German and Dutch researchers have demonstrated that the ancestral type of glutathione reductase, a crucial enzyme that defends against oxidative stress, creates more reactive oxygen species and raises the cellular amounts of cytokine-encoding genes.
Compared to the comparable proteins in Neanderthals and apes, very few proteins in the body contain a modification that makes them distinct. Researchers at the Max Planck Institute for Evolutionary Anthropology in Germany and the Karolinska Institutet in Sweden have researched glutathione reductase, an anti-oxidative stress protein.
They demonstrate that the risk for inflammatory bowel disease and cardiovascular disease is multiplied several times in Neanderthal variation carriers.
Researchers have struggled for a long time to answer the question of what makes modern people unique. One method to approach this subject is to examine the proteins or building blocks in the body that have undergone alterations carried by practically all living people today and that occurred after our split from our Neanderthal ancestors approximately 500,000 years ago.
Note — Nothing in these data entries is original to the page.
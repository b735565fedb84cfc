//! Measured calibration table of the Yeelight Bedside Lamp 2.
//!
//! Duty cycles were recorded against the stock firmware while requesting
//! colors from the Home Assistant RGB color circle: seven rings of
//! decreasing saturation, 24 hue positions each, sampled at 1% and 100%
//! brightness. Ring 0 is the fully saturated outer ring.

use crate::table::circle::{CalibrationCircle, CalibrationPoint};

const fn p(low: [f32; 3], high: [f32; 3]) -> CalibrationPoint {
    CalibrationPoint::new(low, high)
}

/// Calibration table of the Yeelight Bedside Lamp 2 (`yeelight_bs2`).
pub static BEDSIDE_LAMP_2: CalibrationCircle = CalibrationCircle::from_rings([
    // Ring 0, minimum component 0
    [
        p([0.8998, 0.9997, 0.9997], [0.0000, 0.9997, 0.9997]), // 0°
        p([0.8727, 0.9404, 0.9682], [0.0000, 0.6758, 0.9539]), // 15°
        p([0.8727, 0.8967, 0.9677], [0.0000, 0.2389, 0.9506]), // 30°
        p([0.9030, 0.8727, 0.9682], [0.3040, 0.0000, 0.9536]), // 45°
        p([0.9270, 0.8727, 0.9685], [0.5426, 0.0000, 0.9570]), // 60°
        p([0.9404, 0.8727, 0.9687], [0.6753, 0.0000, 0.9590]), // 75°
        p([0.9491, 0.8727, 0.9687], [0.7638, 0.0000, 0.9601]), // 90°
        p([0.9539, 0.8727, 0.9689], [0.8115, 0.0000, 0.9609]), // 105°
        p([0.9997, 0.8998, 0.9997], [0.9997, 0.0000, 0.9997]), // 120°
        p([0.9553, 0.8727, 0.9672], [0.8264, 0.0000, 0.9452]), // 135°
        p([0.9555, 0.8727, 0.9621], [0.8266, 0.0000, 0.8937]), // 150°
        p([0.9555, 0.8727, 0.9524], [0.8273, 0.0000, 0.7964]), // 165°
        p([0.9555, 0.8727, 0.9375], [0.8285, 0.0000, 0.6469]), // 180°
        p([0.9557, 0.8727, 0.9091], [0.8301, 0.0000, 0.3648]), // 195°
        p([0.9606, 0.9037, 0.8727], [0.8782, 0.3091, 0.0000]), // 210°
        p([0.9677, 0.9514, 0.8727], [0.9486, 0.7856, 0.0000]), // 225°
        p([0.9997, 0.9997, 0.8998], [0.9997, 0.9997, 0.0000]), // 240°
        p([0.9652, 0.9652, 0.8727], [0.9245, 0.9252, 0.0000]), // 255°
        p([0.9501, 0.9631, 0.8727], [0.7746, 0.9029, 0.0000]), // 270°
        p([0.9219, 0.9587, 0.8727], [0.4919, 0.8601, 0.0000]), // 285°
        p([0.8786, 0.9521, 0.8727], [0.0584, 0.7946, 0.0000]), // 300°
        p([0.8727, 0.9531, 0.9152], [0.0000, 0.8022, 0.4250]), // 315°
        p([0.8727, 0.9542, 0.9467], [0.0000, 0.8145, 0.7889]), // 330°
        p([0.8728, 0.9547, 0.9631], [0.0000, 0.8207, 0.9044]), // 345°
    ],
    // Ring 1, minimum component 35
    [
        p([0.8727, 0.9499, 0.9660], [0.0000, 0.7714, 0.9337]), // 0°
        p([0.8727, 0.9255, 0.9665], [0.0000, 0.5268, 0.9365]), // 15°
        p([0.8727, 0.8793, 0.9662], [0.0000, 0.0664, 0.9345]), // 30°
        p([0.9079, 0.8727, 0.9672], [0.3515, 0.0000, 0.9455]), // 45°
        p([0.9270, 0.8727, 0.9680], [0.5429, 0.0000, 0.9519]), // 60°
        p([0.9386, 0.8727, 0.9680], [0.6593, 0.0000, 0.9534]), // 75°
        p([0.9470, 0.8727, 0.9682], [0.7433, 0.0000, 0.9546]), // 90°
        p([0.9524, 0.8727, 0.9682], [0.7961, 0.0000, 0.9552]), // 105°
        p([0.9547, 0.8727, 0.9682], [0.8212, 0.0000, 0.9555]), // 120°
        p([0.9547, 0.8727, 0.9655], [0.8215, 0.0000, 0.9284]), // 135°
        p([0.9550, 0.8727, 0.9600], [0.8217, 0.0000, 0.8712]), // 150°
        p([0.9550, 0.8727, 0.9506], [0.8225, 0.0000, 0.7788]), // 165°
        p([0.9551, 0.8727, 0.9375], [0.8235, 0.0000, 0.6469]), // 180°
        p([0.9547, 0.8727, 0.9150], [0.8212, 0.0000, 0.4226]), // 195°
        p([0.9560, 0.8828, 0.8727], [0.8322, 0.1003, 0.0000]), // 210°
        p([0.9639, 0.9357, 0.8727], [0.9104, 0.6289, 0.0000]), // 225°
        p([0.9675, 0.9610, 0.8727], [0.9475, 0.8803, 0.0000]), // 240°
        p([0.9596, 0.9597, 0.8727], [0.8686, 0.8686, 0.0000]), // 255°
        p([0.9430, 0.9570, 0.8727], [0.7023, 0.8435, 0.0000]), // 270°
        p([0.9160, 0.9530, 0.8727], [0.4332, 0.8032, 0.0000]), // 285°
        p([0.8780, 0.9472, 0.8728], [0.0518, 0.7458, 0.0000]), // 300°
        p([0.8727, 0.9477, 0.9099], [0.0000, 0.7497, 0.3717]), // 315°
        p([0.8727, 0.9490, 0.9396], [0.0000, 0.7612, 0.6689]), // 330°
        p([0.8727, 0.9496, 0.9580], [0.0000, 0.7683, 0.8512]), // 345°
    ],
    // Ring 2, minimum component 73
    [
        p([0.8727, 0.9352, 0.9609], [0.0000, 0.6244, 0.8822]), // 0°
        p([0.8727, 0.9035, 0.9616], [0.0000, 0.3068, 0.8888]), // 15°
        p([0.8847, 0.8727, 0.9629], [0.1189, 0.0000, 0.9004]), // 30°
        p([0.9121, 0.8727, 0.9650], [0.3936, 0.0000, 0.9237]), // 45°
        p([0.9270, 0.8727, 0.9665], [0.5431, 0.0000, 0.9367]), // 60°
        p([0.9370, 0.8727, 0.9665], [0.6428, 0.0000, 0.9377]), // 75°
        p([0.9445, 0.8727, 0.9665], [0.7182, 0.0000, 0.9386]), // 90°
        p([0.9499, 0.8727, 0.9667], [0.7722, 0.0000, 0.9391]), // 105°
        p([0.9534, 0.8727, 0.9667], [0.8066, 0.0000, 0.9396]), // 120°
        p([0.9534, 0.8727, 0.9631], [0.8068, 0.0000, 0.9024]), // 135°
        p([0.9536, 0.8727, 0.9570], [0.8073, 0.0000, 0.8435]), // 150°
        p([0.9536, 0.8727, 0.9487], [0.8081, 0.0000, 0.7602]), // 165°
        p([0.9536, 0.8727, 0.9375], [0.8088, 0.0000, 0.6474]), // 180°
        p([0.9526, 0.8727, 0.9201], [0.7990, 0.0000, 0.4736]), // 195°
        p([0.9509, 0.8727, 0.8866], [0.7804, 0.0000, 0.1383]), // 210°
        p([0.9557, 0.9109, 0.8727], [0.8291, 0.3813, 0.0000]), // 225°
        p([0.9606, 0.9455, 0.8727], [0.8798, 0.7268, 0.0000]), // 240°
        p([0.9499, 0.9439, 0.8727], [0.7714, 0.7107, 0.0000]), // 255°
        p([0.9329, 0.9414, 0.8727], [0.6005, 0.6855, 0.0000]), // 270°
        p([0.9086, 0.9377, 0.8727], [0.5381, 0.6496, 0.0000]), // 285°
        p([0.8760, 0.9329, 0.8727], [0.0314, 0.6013, 0.0000]), // 300°
        p([0.8727, 0.9331, 0.9052], [0.0000, 0.6027, 0.3248]), // 315°
        p([0.8727, 0.9340, 0.9316], [0.0000, 0.6130, 0.5876]), // 330°
        p([0.8727, 0.9347, 0.9499], [0.0000, 0.6202, 0.7717]), // 345°
    ],
    // Ring 3, minimum component 109
    [
        p([0.8727, 0.9114, 0.9526], [0.0000, 0.3850, 0.7983]), // 0°
        p([0.8727, 0.8788, 0.9541], [0.0000, 0.0615, 0.8125]), // 15°
        p([0.8979, 0.8727, 0.9587], [0.2526, 0.0000, 0.8586]), // 30°
        p([0.9160, 0.8727, 0.9619], [0.4311, 0.0000, 0.8906]), // 45°
        p([0.9272, 0.8727, 0.9639], [0.6254, 0.0000, 0.9111]), // 60°
        p([0.9352, 0.8727, 0.9639], [0.6254, 0.0000, 0.9111]), // 75°
        p([0.9419, 0.8727, 0.9639], [0.6909, 0.0000, 0.9116]), // 90°
        p([0.9472, 0.8727, 0.9639], [0.7438, 0.0000, 0.9119]), // 105°
        p([0.9509, 0.8727, 0.9640], [0.7814, 0.0000, 0.9121]), // 120°
        p([0.9509, 0.7827, 0.9599], [0.7819, 0.0000, 0.7813]), // 135°
        p([0.9509, 0.7827, 0.9541], [0.7824, 0.0000, 0.8135]), // 150°
        p([0.9511, 0.7827, 0.9467], [0.7829, 0.0000, 0.7409]), // 165°
        p([0.9512, 0.7827, 0.9376], [0.7837, 0.0000, 0.6484]), // 180°
        p([0.9494, 0.7827, 0.9245], [0.7661, 0.0000, 0.5188]), // 195°
        p([0.9465, 0.7827, 0.9035], [0.7373, 0.0000, 0.3073]), // 210°
        p([0.9435, 0.8810, 0.8727], [0.7077, 0.0083, 0.0000]), // 225°
        p([0.9491, 0.9190, 0.8727], [0.7633, 0.4624, 0.0000]), // 240°
        p([0.9372, 0.9171, 0.8727], [0.6443, 0.4450, 0.0000]), // 255°
        p([0.9204, 0.9147, 0.8727], [0.4760, 0.4209, 0.0000]), // 270°
        p([0.8991, 0.9119, 0.8727], [0.2651, 0.3906, 0.0000]), // 285°
        p([0.8727, 0.9081, 0.8730], [0.0000, 0.3540, 0.0034]), // 300°
        p([0.8727, 0.9094, 0.9016], [0.0000, 0.3652, 0.2871]), // 315°
        p([0.8727, 0.9101, 0.9236], [0.0000, 0.3737, 0.5083]), // 330°
        p([0.8727, 0.9109, 0.9411], [0.0000, 0.3805, 0.6833]), // 345°
    ],
    // Ring 4, minimum component 145
    [
        p([0.8727, 0.8783, 0.9416], [0.0000, 0.0566, 0.6879]), // 0°
        p([0.8916, 0.8727, 0.9484], [0.1869, 0.0000, 0.7575]), // 15°
        p([0.9081, 0.8727, 0.9539], [0.3550, 0.0000, 0.8110]), // 30°
        p([0.9191, 0.8727, 0.9572], [0.4646, 0.0000, 0.8460]), // 45°
        p([0.9272, 0.8727, 0.9600], [0.5444, 0.0000, 0.8712]), // 60°
        p([0.9336, 0.8727, 0.9600], [0.6074, 0.0000, 0.8713]), // 75°
        p([0.9387, 0.8727, 0.9600], [0.6603, 0.0000, 0.8712]), // 90°
        p([0.9435, 0.8727, 0.9600], [0.7071, 0.0000, 0.8712]), // 105°
        p([0.9472, 0.8727, 0.9600], [0.7442, 0.0000, 0.8713]), // 120°
        p([0.9472, 0.8727, 0.9557], [0.7446, 0.0000, 0.8311]), // 135°
        p([0.9472, 0.8727, 0.9506], [0.7451, 0.0000, 0.7798]), // 150°
        p([0.9472, 0.8727, 0.9447], [0.7456, 0.0000, 0.7208]), // 165°
        p([0.9475, 0.8727, 0.9377], [0.7463, 0.0000, 0.6498]), // 180°
        p([0.9450, 0.8727, 0.9286], [0.7228, 0.0000, 0.5588]), // 195°
        p([0.9419, 0.8727, 0.9160], [0.6904, 0.0000, 0.4319]), // 210°
        p([0.9367, 0.8727, 0.8960], [0.6393, 0.0000, 0.2328]), // 225°
        p([0.9316, 0.8793, 0.8727], [0.5890, 0.0666, 0.0000]), // 240°
        p([0.9199, 0.8778, 0.8727], [0.4716, 0.0505, 0.0000]), // 255°
        p([0.9050, 0.8757, 0.8727], [0.3227, 0.0003, 0.0000]), // 270°
        p([0.8878, 0.8735, 0.8727], [0.1513, 0.0064, 0.0000]), // 285°
        p([0.8727, 0.8760, 0.8781], [0.0000, 0.0316, 0.0528]), // 300°
        p([0.8727, 0.8766, 0.8990], [0.0000, 0.0398, 0.2607]), // 315°
        p([0.8727, 0.8775, 0.9160], [0.0000, 0.0465, 0.4316]), // 330°
        p([0.8727, 0.8778, 0.9306], [0.0000, 0.0523, 0.5798]), // 345°
    ],
    // Ring 5, minimum component 181
    [
        p([0.8980, 0.8727, 0.9391], [0.5784, 0.4409, 0.8030]), // 0°
        p([0.9079, 0.8727, 0.9445], [0.6330, 0.4409, 0.8327]), // 15°
        p([0.9162, 0.8727, 0.9486], [0.6774, 0.4409, 0.8556]), // 30°
        p([0.9221, 0.8727, 0.9519], [0.7104, 0.4409, 0.8725]), // 45°
        p([0.9272, 0.8727, 0.9545], [0.7382, 0.4409, 0.8866]), // 60°
        p([0.9316, 0.8727, 0.9545], [0.7618, 0.4409, 0.8863]), // 75°
        p([0.9355, 0.8727, 0.9544], [0.7827, 0.4409, 0.8861]), // 90°
        p([0.9391, 0.8727, 0.9542], [0.8025, 0.4409, 0.8859]), // 105°
        p([0.9421, 0.8727, 0.9542], [0.8191, 0.4409, 0.8859]), // 120°
        p([0.9421, 0.8727, 0.9509], [0.8193, 0.4409, 0.8676]), // 135°
        p([0.9421, 0.8727, 0.9470], [0.8195, 0.4409, 0.8458]), // 150°
        p([0.9424, 0.8727, 0.9429], [0.8197, 0.4409, 0.8230]), // 165°
        p([0.9424, 0.8727, 0.9380], [0.8202, 0.4409, 0.7961]), // 180°
        p([0.9399, 0.8727, 0.9321], [0.8071, 0.4409, 0.7651]), // 195°
        p([0.9370, 0.8727, 0.9252], [0.7912, 0.4409, 0.7274]), // 210°
        p([0.9331, 0.8727, 0.9160], [0.7697, 0.4409, 0.6767]), // 225°
        p([0.9282, 0.8727, 0.9045], [0.7431, 0.4409, 0.6135]), // 240°
        p([0.9221, 0.8727, 0.9050], [0.7094, 0.4409, 0.6164]), // 255°
        p([0.9147, 0.8727, 0.9057], [0.6700, 0.4409, 0.6200]), // 270°
        p([0.9074, 0.8727, 0.9062], [0.6296, 0.4409, 0.6240]), // 285°
        p([0.8988, 0.8727, 0.9072], [0.5834, 0.4409, 0.6282]), // 300°
        p([0.8986, 0.8727, 0.9166], [0.5820, 0.4409, 0.6807]), // 315°
        p([0.8985, 0.8727, 0.9250], [0.5805, 0.4409, 0.7258]), // 330°
        p([0.8981, 0.8727, 0.9329], [0.5793, 0.4409, 0.7687]), // 345°
    ],
    // Ring 6, minimum component 219
    [
        p([0.9167, 0.8727, 0.9389], [0.4399, 0.0000, 0.6606]), // 0°
        p([0.9199, 0.8727, 0.9414], [0.4711, 0.0000, 0.6850]), // 15°
        p([0.9226, 0.8727, 0.9432], [0.4992, 0.0000, 0.7068]), // 30°
        p([0.9252, 0.8727, 0.9452], [0.5241, 0.0000, 0.7262]), // 45°
        p([0.9275, 0.8727, 0.9472], [0.5465, 0.0000, 0.7437]), // 60°
        p([0.9294, 0.8727, 0.9470], [0.5675, 0.0000, 0.7432]), // 75°
        p([0.9316, 0.8727, 0.9470], [0.5879, 0.0000, 0.7427]), // 90°
        p([0.9335, 0.8727, 0.9470], [0.6074, 0.0000, 0.7424]), // 105°
        p([0.9352, 0.8727, 0.9470], [0.6259, 0.0000, 0.7419]), // 120°
        p([0.9352, 0.8727, 0.9450], [0.6262, 0.0000, 0.7217]), // 135°
        p([0.9355, 0.8727, 0.9429], [0.6264, 0.0000, 0.7002]), // 150°
        p([0.9355, 0.8727, 0.9406], [0.6269, 0.0000, 0.6777]), // 165°
        p([0.9355, 0.8727, 0.9381], [0.6272, 0.0000, 0.6540]), // 180°
        p([0.9339, 0.8727, 0.9357], [0.6111, 0.0000, 0.6291]), // 195°
        p([0.9321, 0.8727, 0.9329], [0.5929, 0.0000, 0.6013]), // 210°
        p([0.9301, 0.8727, 0.9299], [0.5729, 0.0000, 0.5703]), // 225°
        p([0.9277, 0.8727, 0.9263], [0.5503, 0.0000, 0.5354]), // 240°
        p([0.9252, 0.8727, 0.9265], [0.5249, 0.0000, 0.5368]), // 255°
        p([0.9226, 0.8727, 0.9265], [0.4985, 0.0000, 0.5383]), // 270°
        p([0.9199, 0.8727, 0.9267], [0.4711, 0.0000, 0.5399]), // 285°
        p([0.9170, 0.8727, 0.9270], [0.4426, 0.0000, 0.5414]), // 300°
        p([0.9170, 0.8727, 0.9301], [0.4419, 0.0000, 0.5734]), // 315°
        p([0.9170, 0.8727, 0.9331], [0.4411, 0.0000, 0.6039]), // 330°
        p([0.9167, 0.8727, 0.9360], [0.4406, 0.0000, 0.6330]), // 345°
    ],
]);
Stopping oxidative stress is a bit like preventing something from rusting. Perhaps the fact that we are living longer has driven these changes.
Svante Pääbo
There are around 100 proteins with this specific modification. As part of the body’s fight against oxidative stress, one of these proteins is glutathione reductase.
Hugo Zeberg of Karolinska Institutet & the Max Planck Institute for Evolutionary Anthropology and the coauthor Svante Paabo of the Max Planck Institute for Evolutionary Anthropology led the Science Advances study (Coppo et al., 2022).
They demonstrate that the Neanderthal protein produced more reactive oxygen radicals, the cause of oxidative stress. It is the third protein variation exclusive to modern humans that has been studied to date.
Approximately 60,000 years ago, when our ancestors interbred with Neanderthals, the study indicates that a little amount of Neanderthal protein was transferred to modern humans. Today, it is prevalent throughout the Indian subcontinent, affecting an estimated 1 to 2 percent of the populace.
The researchers discovered that individuals who inherit the Neanderthal protein are more likely to suffer vascular illness and inflammatory bowel disease, which are connected to oxidative stress.
Hugo Zeberg states, “The risk increases we observe are substantial; the risk of inflammatory bowel disease and cardiovascular disease is multiplied by three.”
The researchers can only hypothesize why this particular mutation is one of the rare mutations that nearly all modern humans possess.
“Preventing oxidative stress is comparable to preventing rusting. Svante Paabo speculates that the fact that we live longer has contributed to these developments.
The Max Planck Society, NOMIS Foundation, the Jeansson Foundations, and the Magnus Bergvall Foundation financed the research. The authors report having no competing interests.